## WORK TO BE COMPLETED
Would you reproduce, without any alteration, the lines from the opening line of the entries through the line that has "on one poll." in it?

## INFORMATION GIVEN
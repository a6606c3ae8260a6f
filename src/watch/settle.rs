use std::collections::HashMap;
use std::path::{Path, PathBuf};
use std::time::{Duration, Instant, SystemTime};
use tokio::sync::mpsc;

/// Size and modification time observed on one poll.
#[derive(Debug, Clone, Copy, PartialEq, Eq)]
struct FileStamp {
    len: u64,
    modified: Option<SystemTime>,
}

impl FileStamp {
    fn read(path: &Path) -> Option<Self> {
        let metadata = std::fs::metadata(path).ok()?;
        if !metadata.is_file() {
            return None;
        }
        Some(Self {
            len: metadata.len(),
            modified: metadata.modified().ok(),
        })
    }
}

#[derive(Debug)]
struct PendingFile {
    last_event: Instant,
    last_stamp: Option<FileStamp>,
}

/// Tracks files and determines when they've "settled" (stopped changing)
///
/// A file settles once no change event has arrived for the settle duration
/// and its size and mtime are identical on two consecutive polls.
pub struct FileSettleTracker {
    pending: HashMap<PathBuf, PendingFile>,
    /// How long a file must be free of change events
    settle_duration: Duration,
    settled_tx: mpsc::Sender<PathBuf>,
}

impl FileSettleTracker {
    pub fn new(settle_duration: Duration, settled_tx: mpsc::Sender<PathBuf>) -> Self {
        Self {
            pending: HashMap::new(),
            settle_duration,
            settled_tx,
        }
    }

    /// Record that a file was modified
    pub fn file_changed(&mut self, path: PathBuf) {
        self.file_changed_at(path, Instant::now());
    }

    fn file_changed_at(&mut self, path: PathBuf, now: Instant) {
        self.pending.insert(
            path,
            PendingFile {
                last_event: now,
                last_stamp: None,
            },
        );
    }

    /// Poll pending files and return those that have settled.
    ///
    /// Files that disappeared are dropped silently.
    fn collect_settled(&mut self, now: Instant) -> Vec<PathBuf> {
        let settle_duration = self.settle_duration;
        let mut settled = Vec::new();

        self.pending.retain(|path, pending| {
            if now.duration_since(pending.last_event) < settle_duration {
                return true;
            }

            let Some(stamp) = FileStamp::read(path) else {
                tracing::debug!("Pending file vanished: {:?}", path);
                return false;
            };

            if pending.last_stamp == Some(stamp) {
                settled.push(path.clone());
                false
            } else {
                pending.last_stamp = Some(stamp);
                true
            }
        });

        settled
    }

    /// Check for settled files and send them
    ///
    /// Returns `false` once the receiving side has gone away.
    pub async fn check_settled(&mut self) -> bool {
        for path in self.collect_settled(Instant::now()) {
            tracing::debug!("File settled: {:?}", path);
            if self.settled_tx.send(path).await.is_err() {
                tracing::debug!("Settled file receiver closed");
                return false;
            }
        }
        true
    }

    /// Remove a file from tracking (e.g., if deleted)
    pub fn remove(&mut self, path: &Path) {
        self.pending.remove(path);
    }

    pub fn pending_count(&self) -> usize {
        self.pending.len()
    }
}
#[cfg(test)]
mod tests {
    use super::*;
    use crate::fixtures::{self, GlobalSpec};

    #[test]
    fn test_stream_name() {
        assert_eq!(stream_name_of(Path::new("/a/livestreamSeg1.f4x")), "livestream");
        assert_eq!(stream_name_of(Path::new("mystreamSeg12")), "mystream");
        assert_eq!(stream_name_of(Path::new("noMarker.f4x")), "noMarker");
    }

    #[test]
    fn test_fragment_name() {
        let fragment = HdsFragment {
            fragment_number: 42,
            segment_number: 3,
            payload: Bytes::new(),
        };
        assert_eq!(fragment.remote_name("live"), "liveSeg3-Frag42");
    }

    #[test]
    fn test_missing_media_file() {
        let dir = tempfile::tempdir().unwrap();
        let index = dir.path().join("streamSeg1.f4x");
        std::fs::write(&index, fixtures::afra_box(false, false, &[], Some(&[][..]))).unwrap();

        match HdsSegmentSplitter::new(&index, None) {
            Err(Error::NotFound(path)) => assert_eq!(path, dir.path().join("streamSeg1.f4f")),
            other => panic!("expected NotFound, got {:?}", other),
        }
    }

    #[test]
    fn test_explicit_media_path() {
        let dir = tempfile::tempdir().unwrap();
        let fixture = fixtures::write_segment(dir.path(), "streamSeg1", 1, &[1]);
        let renamed = dir.path().join("other.f4f");
        std::fs::rename(&fixture.media_path, &renamed).unwrap();

        let splitter = HdsSegmentSplitter::new(&fixture.index_path, Some(renamed.clone())).unwrap();
        assert_eq!(splitter.media_path(), renamed.as_path());
        assert_eq!(splitter.split().unwrap().count(), 1);
    }

    #[test]
    fn test_split_preserves_index_order() {
        let dir = tempfile::tempdir().unwrap();
        let fixture = fixtures::write_segment(dir.path(), "liveSeg7", 7, &[3, 1, 2]);

        let splitter = HdsSegmentSplitter::new(&fixture.index_path, None).unwrap();
        assert_eq!(splitter.stream_name(), "live");
        let fragments: Vec<HdsFragment> = splitter.split().unwrap().map(|f| f.unwrap()).collect();

        let numbers: Vec<u32> = fragments.iter().map(|f| f.fragment_number).collect();
        assert_eq!(numbers, vec![3, 1, 2]);
        for (fragment, (number, expected)) in fragments.iter().zip(&fixture.fragments) {
            assert_eq!(fragment.fragment_number, *number);
            assert_eq!(fragment.segment_number, 7);
            assert_eq!(fragment.payload.as_ref(), expected.as_slice());
        }
    }

    #[test]
    fn test_non_afra_index_is_format_mismatch() {
        let dir = tempfile::tempdir().unwrap();
        let index = dir.path().join("streamSeg1.f4x");
        std::fs::write(&index, fixtures::raw_box(b"mdat", b"nope")).unwrap();
        std::fs::write(dir.path().join("streamSeg1.f4f"), b"").unwrap();

        let splitter = HdsSegmentSplitter::new(&index, None).unwrap();
        assert!(matches!(splitter.split(), Err(Error::FormatMismatch(_))));
    }

    #[test]
    fn test_wrong_box_at_offset_is_composition_error() {
        let dir = tempfile::tempdir().unwrap();
        let fixture = fixtures::write_segment(dir.path(), "streamSeg1", 1, &[1]);
        // Point the index one box too far: at the fragment's abst.
        let afra_len = fixtures::afra_box(false, false, &[(4000, 0)], None).len() as u64;
        let ftyp_len = fixtures::raw_box(b"ftyp", b"f4v \0\0\0\x01").len() as u64;
        let index = fixtures::afra_box(
            false,
            false,
            &[],
            Some(&[GlobalSpec {
                time: 0,
                segment: 1,
                fragment: 1,
                afra_offset: ftyp_len + afra_len,
                sample_offset: 0,
            }][..]),
        );
        std::fs::write(&fixture.index_path, index).unwrap();

        let splitter = HdsSegmentSplitter::new(&fixture.index_path, None).unwrap();
        let mut fragments = splitter.split().unwrap();
        match fragments.next() {
            Some(Err(Error::FragmentComposition { offset, detail, .. })) => {
                assert_eq!(offset, ftyp_len + afra_len);
                assert!(detail.contains("expected afra"), "{detail}");
            }
            other => panic!("expected composition error, got {:?}", other),
        }
        assert!(fragments.next().is_none());
    }

    #[test]
    fn test_missing_mdat_is_composition_error() {
        let dir = tempfile::tempdir().unwrap();
        let mut media = fixtures::afra_box(false, false, &[], None);
        media.extend(fixtures::abst_box(&fixtures::AbstSpec::default()));
        media.extend(fixtures::raw_box(b"moof", b""));
        std::fs::write(dir.path().join("sSeg1.f4f"), &media).unwrap();
        let index = fixtures::afra_box(
            false,
            false,
            &[],
            Some(&[GlobalSpec {
                time: 0,
                segment: 1,
                fragment: 1,
                afra_offset: 0,
                sample_offset: 0,
            }][..]),
        );
        let index_path = dir.path().join("sSeg1.f4x");
        std::fs::write(&index_path, index).unwrap();

        let splitter = HdsSegmentSplitter::new(&index_path, None).unwrap();
        let err = splitter.split().unwrap().next().unwrap().unwrap_err();
        match err {
            Error::FragmentComposition { detail, .. } => {
                assert!(detail.contains("reached end of file"), "{detail}")
            }
            other => panic!("expected composition error, got {:?}", other),
        }
    }

    /// Index pointing at offset 0 of a media file holding `media`.
    fn segment_at_zero(dir: &Path, media: &[u8]) -> HdsSegmentSplitter {
        std::fs::write(dir.join("sSeg1.f4f"), media).unwrap();
        let index = fixtures::afra_box(
            false,
            false,
            &[],
            Some(&[GlobalSpec {
                time: 0,
                segment: 1,
                fragment: 1,
                afra_offset: 0,
                sample_offset: 0,
            }][..]),
        );
        let index_path = dir.join("sSeg1.f4x");
        std::fs::write(&index_path, index).unwrap();
        HdsSegmentSplitter::new(&index_path, None).unwrap()
    }

    fn first_error(splitter: &HdsSegmentSplitter) -> Error {
        splitter.split().unwrap().next().unwrap().unwrap_err()
    }

    #[test]
    fn test_junk_header_is_composition_error() {
        let dir = tempfile::tempdir().unwrap();
        let mut media = vec![0, 0, 0, 3];
        media.extend_from_slice(b"junk");
        media.extend_from_slice(&[0u8; 24]);
        let splitter = segment_at_zero(dir.path(), &media);

        match first_error(&splitter) {
            Error::FragmentComposition { offset, detail, .. } => {
                assert_eq!(offset, 0);
                assert!(detail.contains("found junk"), "{detail}");
            }
            other => panic!("expected composition error, got {:?}", other),
        }
    }

    #[test]
    fn test_oversized_wrong_box_is_composition_error() {
        let dir = tempfile::tempdir().unwrap();
        let mut media = vec![0xFF, 0xFF, 0xFF, 0xF0];
        media.extend_from_slice(b"moof");
        media.extend_from_slice(&[0u8; 32]);
        let splitter = segment_at_zero(dir.path(), &media);

        assert!(matches!(
            first_error(&splitter),
            Error::FragmentComposition { .. }
        ));
    }

    #[test]
    fn test_short_header_is_composition_error() {
        let dir = tempfile::tempdir().unwrap();
        let splitter = segment_at_zero(dir.path(), b"\0\0\0");

        match first_error(&splitter) {
            Error::FragmentComposition { detail, .. } => {
                assert!(detail.contains("expected afra at offset 0"), "{detail}")
            }
            other => panic!("expected composition error, got {:?}", other),
        }
    }

    #[test]
    fn test_undersized_afra_is_composition_error() {
        let dir = tempfile::tempdir().unwrap();
        let mut media = vec![0, 0, 0, 4];
        media.extend_from_slice(b"afra");
        let splitter = segment_at_zero(dir.path(), &media);

        match first_error(&splitter) {
            Error::FragmentComposition { detail, .. } => {
                assert!(detail.contains("malformed afra"), "{detail}")
            }
            other => panic!("expected composition error, got {:?}", other),
        }
    }

    #[test]
    fn test_write_fragments_skips_existing() {
        let dir = tempfile::tempdir().unwrap();
        let out = dir.path().join("out");
        let fixture = fixtures::write_segment(dir.path(), "liveSeg2", 2, &[1, 2]);
        let splitter = HdsSegmentSplitter::new(&fixture.index_path, None).unwrap();

        let first = splitter.write_fragments(&out, false).unwrap();
        assert_eq!(first, WriteSummary { written: 2, skipped: 0 });
        assert_eq!(
            std::fs::read(out.join("liveSeg2-Frag1")).unwrap(),
            fixture.fragments[0].1
        );

        let second = splitter.write_fragments(&out, false).unwrap();
        assert_eq!(second, WriteSummary { written: 0, skipped: 2 });

        let forced = splitter.write_fragments(&out, true).unwrap();
        assert_eq!(forced.written, 2);
    }
}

## WRITTEN SOLUTION
repository a6606c3ae8260a6f
filename src/watch/settle.rs
use std::collections::HashMap;
use std::path::{Path, PathBuf};
use std::time::{Duration, Instant, SystemTime};
use tokio::sync::mpsc;

/// Size and modification time observed on one poll.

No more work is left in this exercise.